ABSTRACT Aim: Metastatic clear cell renal cancer (RCC) patients who are resistant to VEGF targeted therapy have a poor outcome. Further VEGF targeted therapy is a standard treatment option for these patients. It is speculated that SRC may play a role in this VEGF resistance. In the study cediranib (a VEGF tyrosine kinase inhibitor), was given with saracatinib (a SRC TKI) or placebo in VEGF resistant disease to test this hypothesis. Methods: This investigator led double bind randomised (1:1) phase II study recruited patients between 2010 and 2012 (n = 138).
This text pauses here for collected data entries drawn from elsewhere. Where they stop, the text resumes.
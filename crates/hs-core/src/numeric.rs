use crate::{HsError, HsResult};

/// Floating point type used throughout system
pub type Real = f64;

/// One tolerance for everything
#[derive(Clone, Copy, Debug)]
pub struct Tolerances {
    pub abs: Real,
    pub rel: Real,
}

impl Default for Tolerances {
    fn default() -> Self {
        Self {
            abs: 1e-12,
            rel: 1e-9,
        }
    }
}

pub fn nearly_equal(a: Real, b: Real, tol: Tolerances) -> bool {
    let diff = (a - b).abs();
    if diff <= tol.abs {
        return true;
    }
    diff <= tol.rel * a.abs().max(b.abs())
}

pub fn ensure_finite(v: Real, what: &'static str) -> HsResult<Real> {
    if v.is_finite() {
        Ok(v)
    } else {
        Err(HsError::NonFinite { what, value: v })
    }
}

/// Finite and >= 0. Zero is allowed.
pub fn ensure_non_negative(v: Real, what: &'static str) -> HsResult<Real> {
    let v = ensure_finite(v, what)?;
    if v < 0.0 {
        Err(HsError::Negative { what, value: v })
    } else {
        Ok(v)
    }
}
The primary endpoint was progression free survival (PFS) by RECIST v1.1. Toxicity was assessed using CTC V4. Patients received cediranib and saracatinib (CS) (n = 69) or cediranib and placebo (C) (n= 69). All patients had metastatic measurable RCC and had progression of disease on VEGF targeted therapy. Stratification factors included MSKCC prognostic score. Results: 15%,70%, 15% had MSKCC good, intermediate or poor risk disease respectively. Overall the characteristics of the 2 groups were well balanced. Partial responses were seen in 13% for C and 14.5% for CS respectively (p = NS). There was no significant difference in PFS [5.4 months (3.6-7.3 months) for C and 3.9 (2.4-5.3 months) for CS [HR 1.18 (0.94-1.48)], or overall survival [HR 1.28 (1.00-1.63)] for the 2 groups. The median overall survival for the whole cohort was 12.0 months (8.5-15.6 months. There was no significant difference in the frequency key adverse events. Discontinuation and dose reductions due to adverse events with C and CS occurred in 13%/8% and 19%/18% respectively. Biomarker analysis will be presented at the meeting. Conclusions: The addition of saracatinib to VEGF targeted therapy did not result in clinical benefit in VEGF resistant metastatic RCC. Cediranib appears to have modest activity in VEGF resistant disease. Disclosure: T. Powles: Research Funding from: AZ GSK Novartis. Honoraria from Pfizer GSK Novartis; R.J. Jones: Research funding from AZ; S. Chowdhury: GSK and Pfizer for speaking. All other authors have declared no conflicts of interest.